The Student News Site of Canyon Hills High School

Canyon Hills Chronicle

The Student News Site of Canyon Hills High School

Canyon Hills Chronicle

The Student News Site of Canyon Hills High School

Canyon Hills Chronicle

Toxicity in Gaming Spaces Has Ruined The Fun

Many people love video games. For many popular games, there are huge communities of players who befriend one another and create content based on the game and shared bonds over it. Everyone is happy, right?

No.

Unfortunately, there is tons of toxicity rooted within gaming culture and community.

Sometimes when playing video games online, the rudeness of players makes it feel like the computer itself is yelling at you. (Sam Harris)

The anonymity of gamer tags has led to ruthless online bullying, discrimination, and overall negative behavior in games. Rude teammates yelling at you in text chat or over voice chat, the influx of misogyny and racism, and much more has discouraged many from playing games or ruined the experience of a specific one.

“A kid drew something extremely inappropriate on a Roblox art game once,” said CHHS senior Sam Harris. “They got rude when I told them to take it down. People like that always ruin the experience.”

As someone who is a huge Valorant player, a 5v5 first person shooter game where the goal is to either blow up the map or prevent the other team from placing down their bomb, I’ve faced extreme toxicity over the course of almost three years from other players in the game.

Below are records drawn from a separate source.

//! Grid extension and classification.
//!
//! Tables are often drawn as many short collinear strokes (one per cell edge)
//! instead of one rule per row or column. This module chains touching
//! collinear bars into single [`ComponentKind::Extension`] bars and classifies
//! the result into horizontal and vertical bars for box detection.

use std::cmp::Ordering;

use serde::Serialize;

use crate::elements::GraphicPrimitive;
use crate::geometry::Rect;
use crate::layout::component::ComponentKind;

/// A bar or shape of the page grid.
#[derive(Debug, Clone, PartialEq, Serialize)]
pub struct GridElement {
    /// `Line`, `FilledRect` or `Extension`
    pub kind: ComponentKind,
    /// Bounding box
    pub bbox: Rect,
    /// Stroke width in points
    pub stroke_width: f32,
    /// Chained members (extensions only)
    #[serde(skip_serializing_if = "Vec::is_empty")]
    pub members: Vec<GridElement>,
}

impl GridElement {
    /// Wrap a decoder primitive.
    pub fn from_primitive(primitive: &GraphicPrimitive) -> Self {
        Self {
            kind: primitive.kind.into(),
            bbox: primitive.bbox,
            stroke_width: primitive.stroke_width,
            members: Vec::new(),
        }
    }

    /// Merge a chain of at least two collinear bars.
    fn extension(members: Vec<GridElement>) -> Self {
        let bbox = Rect::bounding(members.iter().map(|m| &m.bbox)).unwrap_or(members[0].bbox);
        let stroke_width = members.iter().map(|m| m.stroke_width).fold(0.0_f32, f32::max);
        Self {
            kind: ComponentKind::Extension,
            bbox,
            stroke_width,
            members,
        }
    }
}

#[derive(Debug, Clone, Copy, PartialEq, Eq)]
enum Axis {
    Horizontal,
    Vertical,
}

impl Axis {
    fn accepts(self, r: &Rect) -> bool {
        match self {
            Axis::Horizontal => r.is_horizontal(),
            Axis::Vertical => r.is_vertical(),
        }
    }

    fn same_span(self, a: &Rect, b: &Rect) -> bool {
        match self {
            Axis::Horizontal => a.y0 == b.y0 && a.y1 == b.y1,
            Axis::Vertical => a.x0 == b.x0 && a.x1 == b.x1,
        }
    }

    /// Span first, then position along the bar.
    fn order(self, a: &Rect, b: &Rect) -> Ordering {
        let (ka, kb) = match self {
            Axis::Horizontal => ([a.y0, a.y1, a.x0, a.x1], [b.y0, b.y1, b.x0, b.x1]),
            Axis::Vertical => ([a.x0, a.x1, a.y0, a.y1], [b.x0, b.x1, b.y0, b.y1]),
        };
        ka.iter()
            .zip(kb.iter())
            .map(|(x, y)| x.total_cmp(y))
            .find(|o| *o != Ordering::Equal)
            .unwrap_or(Ordering::Equal)
    }
}

/// Chain collinear touching bars along one axis.
fn chain_pass(elements: Vec<GridElement>, axis: Axis) -> Vec<GridElement> {
    let mut slots: Vec<Option<GridElement>> = elements.into_iter().map(Some).collect();
    let boxes: Vec<Rect> = slots.iter().flatten().map(|e| e.bbox).collect();

    let mut candidates: Vec<usize> = (0..boxes.len()).filter(|&i| axis.accepts(&boxes[i])).collect();
    candidates.sort_by(|&a, &b| axis.order(&boxes[a], &boxes[b]));

    let mut out = Vec::with_capacity(boxes.len());
    let mut pos = 0;
    while pos < candidates.len() {
        let first = candidates[pos];
        let mut envelope = boxes[first];
        let mut chain = vec![first];
        let mut next = pos + 1;
        while next < candidates.len() {
            let candidate = &boxes[candidates[next]];
            if !axis.same_span(&boxes[first], candidate) || !envelope.intersects(candidate) {
                break;
            }
            envelope = envelope.union(candidate);
            chain.push(candidates[next]);
            next += 1;
        }
        pos = next;

        let mut members: Vec<GridElement> =
            chain.iter().filter_map(|&i| slots[i].take()).collect();
        if members.len() == 1 {
            out.extend(members.pop());
        } else {
            log::trace!(
                "{:?} extension of {} bars -> ({:.1}, {:.1}, {:.1}, {:.1})",
                axis,
                members.len(),
                envelope.x0,
                envelope.y0,
                envelope.x1,
                envelope.y1
            );
            out.push(GridElement::extension(members));
        }
    }

    // Elements of the other orientation (and square-ish shapes) pass through
    out.extend(slots.into_iter().flatten());
    out
}

/// Merge collinear touching primitives: first horizontal chains, then vertical.
pub fn extend_primitives(primitives: &[GraphicPrimitive]) -> Vec<GridElement> {
    let elements = primitives.iter().map(GridElement::from_primitive).collect();
    chain_pass(chain_pass(elements, Axis::Horizontal), Axis::Vertical)
}

fn by_y_then_x(a: &Rect, b: &Rect) -> Ordering {
    a.y0.total_cmp(&b.y0).then(a.x0.total_cmp(&b.x0))
}

fn by_x_then_y(a: &Rect, b: &Rect) -> Ordering {
    a.x0.total_cmp(&b.x0).then(a.y0.total_cmp(&b.y0))
}

/// The classified page grid.
///
/// Horizontal bars are kept sorted by (top, left) and vertical bars by
/// (left, top); box detection relies on both orders.
#[derive(Debug, Clone, Default)]
pub struct Grid {
    elements: Vec<GridElement>,
    horizontal: Vec<usize>,
    vertical: Vec<usize>,
}

impl Grid {
    /// Extend and classify decoder primitives.
    pub fn build(primitives: &[GraphicPrimitive]) -> Self {
        Self::from_elements(extend_primitives(primitives))
    }

    /// Classify already extended elements.
    pub fn from_elements(elements: Vec<GridElement>) -> Self {
        let mut horizontal: Vec<usize> =
            (0..elements.len()).filter(|&i| elements[i].bbox.is_horizontal()).collect();
        horizontal.sort_by(|&a, &b| by_y_then_x(&elements[a].bbox, &elements[b].bbox));

        let mut vertical: Vec<usize> =
            (0..elements.len()).filter(|&i| elements[i].bbox.is_vertical()).collect();
        vertical.sort_by(|&a, &b| by_x_then_y(&elements[a].bbox, &elements[b].bbox));

        Self {
            elements,
            horizontal,
            vertical,
        }
    }

    /// All grid elements, including shapes that are neither horizontal nor vertical.
    pub fn elements(&self) -> &[GridElement] {
        &self.elements
    }

    /// Number of elements.
    pub fn len(&self) -> usize {
        self.elements.len()
    }

    /// Whether the grid is empty.
    pub fn is_empty(&self) -> bool {
        self.elements.is_empty()
    }

    /// Horizontal bars sorted by (top, left).
    pub fn horizontal(&self) -> impl Iterator<Item = &GridElement> + '_ {
        self.horizontal.iter().map(move |&i| &self.elements[i])
    }

    /// Vertical bars sorted by (left, top).
    pub fn vertical(&self) -> impl Iterator<Item = &GridElement> + '_ {
        self.vertical.iter().map(move |&i| &self.elements[i])
    }

    /// Horizontal bar boxes sorted by (top, left).
    pub fn horizontal_rects(&self) -> Vec<Rect> {
        self.horizontal().map(|e| e.bbox).collect()
    }

    /// Vertical bar boxes sorted by (left, top).
    pub fn vertical_rects(&self) -> Vec<Rect> {
        self.vertical().map(|e| e.bbox).collect()
    }

    /// Drop the elements whose boxes appear in `consumed` (one element per box).
    pub fn without(self, consumed: &[Rect]) -> Self {
        if consumed.is_empty() {
            return self;
        }
        let mut pending = consumed.to_vec();
        let kept = self
            .elements
            .into_iter()
            .filter(|e| match pending.iter().position(|r| *r == e.bbox) {
                Some(pos) => {
                    pending.swap_remove(pos);
                    false
                },
                None => true,
            })
            .collect();
        Self::from_elements(kept)
    }

    /// Consume the grid, returning its elements.
    pub fn into_elements(self) -> Vec<GridElement> {
        self.elements
    }
}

Some of my experiences are more “typical” to run into while playing a game – people being rude while you’re trying to play, talking trash while doing badly themselves, unnecessary bragging and backseating (trying to tell someone else how to play in an unhelpful way). My friends and I have all needed to report players in our matches for saying racial or homophobic slurs or spamming the chat for no reason. It’s annoying, but sadly not surprising, since cyberbullying is a part of multiplayer games. 

“One time I had to report someone, they were completely ruining the game and using slurs whenever our team didn’t follow their instructions exactly,” said CHHS senior Robert Nash. “It was crazy.”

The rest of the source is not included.